(Task description):
In the data below, locate each line with the word "measures" and list it.

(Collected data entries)

========

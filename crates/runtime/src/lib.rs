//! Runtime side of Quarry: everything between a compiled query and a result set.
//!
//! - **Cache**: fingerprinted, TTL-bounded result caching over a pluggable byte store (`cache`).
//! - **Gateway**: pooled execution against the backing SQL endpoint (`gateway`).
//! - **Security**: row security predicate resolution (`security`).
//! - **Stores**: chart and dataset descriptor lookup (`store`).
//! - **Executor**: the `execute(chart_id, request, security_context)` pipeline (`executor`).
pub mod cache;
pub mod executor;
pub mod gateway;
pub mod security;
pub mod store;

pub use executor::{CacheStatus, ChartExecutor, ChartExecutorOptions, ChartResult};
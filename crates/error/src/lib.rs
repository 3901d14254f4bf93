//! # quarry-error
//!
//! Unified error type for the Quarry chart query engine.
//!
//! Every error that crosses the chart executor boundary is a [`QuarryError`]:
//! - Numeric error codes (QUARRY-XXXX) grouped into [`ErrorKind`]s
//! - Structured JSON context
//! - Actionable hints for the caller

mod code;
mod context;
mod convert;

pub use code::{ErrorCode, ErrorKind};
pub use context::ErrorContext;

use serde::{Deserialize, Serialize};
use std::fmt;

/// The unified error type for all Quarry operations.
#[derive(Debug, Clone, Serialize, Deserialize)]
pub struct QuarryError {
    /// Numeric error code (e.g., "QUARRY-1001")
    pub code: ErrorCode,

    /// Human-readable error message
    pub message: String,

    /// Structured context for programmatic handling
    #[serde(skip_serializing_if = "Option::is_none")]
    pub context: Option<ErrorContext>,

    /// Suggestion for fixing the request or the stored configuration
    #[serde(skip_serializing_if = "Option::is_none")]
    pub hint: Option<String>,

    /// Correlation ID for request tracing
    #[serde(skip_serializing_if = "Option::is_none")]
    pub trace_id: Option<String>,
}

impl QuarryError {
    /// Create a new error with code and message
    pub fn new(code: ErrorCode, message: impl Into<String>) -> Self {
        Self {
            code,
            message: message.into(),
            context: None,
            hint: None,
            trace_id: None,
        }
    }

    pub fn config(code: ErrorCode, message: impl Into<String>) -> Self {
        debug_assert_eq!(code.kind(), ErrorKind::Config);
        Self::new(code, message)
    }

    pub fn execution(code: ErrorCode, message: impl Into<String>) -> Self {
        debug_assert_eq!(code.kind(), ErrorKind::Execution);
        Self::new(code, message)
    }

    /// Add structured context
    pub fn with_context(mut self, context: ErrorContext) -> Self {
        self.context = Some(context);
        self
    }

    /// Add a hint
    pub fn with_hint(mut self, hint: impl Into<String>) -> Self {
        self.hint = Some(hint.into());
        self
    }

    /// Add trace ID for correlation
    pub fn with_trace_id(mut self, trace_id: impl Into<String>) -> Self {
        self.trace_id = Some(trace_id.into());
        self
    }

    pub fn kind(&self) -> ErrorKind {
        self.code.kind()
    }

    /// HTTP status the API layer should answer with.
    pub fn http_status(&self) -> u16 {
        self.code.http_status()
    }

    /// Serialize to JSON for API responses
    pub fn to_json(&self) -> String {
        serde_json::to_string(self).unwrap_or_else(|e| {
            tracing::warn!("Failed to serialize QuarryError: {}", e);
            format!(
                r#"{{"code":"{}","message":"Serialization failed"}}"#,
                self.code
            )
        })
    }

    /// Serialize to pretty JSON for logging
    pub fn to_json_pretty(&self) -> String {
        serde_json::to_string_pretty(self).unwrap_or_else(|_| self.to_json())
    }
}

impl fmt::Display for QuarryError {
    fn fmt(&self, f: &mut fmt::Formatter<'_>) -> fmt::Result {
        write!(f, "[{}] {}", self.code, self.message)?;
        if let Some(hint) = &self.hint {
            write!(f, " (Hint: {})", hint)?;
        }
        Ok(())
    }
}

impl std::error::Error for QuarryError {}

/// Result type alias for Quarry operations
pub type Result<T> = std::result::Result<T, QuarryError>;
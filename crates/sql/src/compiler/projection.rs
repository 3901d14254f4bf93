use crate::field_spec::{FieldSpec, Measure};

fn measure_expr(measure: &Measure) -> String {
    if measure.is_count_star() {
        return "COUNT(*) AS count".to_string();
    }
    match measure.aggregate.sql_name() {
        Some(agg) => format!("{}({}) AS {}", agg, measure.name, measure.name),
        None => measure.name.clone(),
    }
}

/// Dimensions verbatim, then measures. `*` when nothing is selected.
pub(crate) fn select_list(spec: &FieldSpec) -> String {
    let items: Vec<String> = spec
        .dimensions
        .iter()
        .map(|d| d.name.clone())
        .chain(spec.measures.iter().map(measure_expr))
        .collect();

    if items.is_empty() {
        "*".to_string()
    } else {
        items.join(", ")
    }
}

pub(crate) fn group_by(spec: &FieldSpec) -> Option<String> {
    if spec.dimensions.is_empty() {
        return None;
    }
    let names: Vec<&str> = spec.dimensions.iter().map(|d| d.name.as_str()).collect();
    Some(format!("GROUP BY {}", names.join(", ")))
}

========

(Result of this exercise):
/// Dimensions verbatim, then measures. `*` when nothing is selected.
        .chain(spec.measures.iter().map(measure_expr))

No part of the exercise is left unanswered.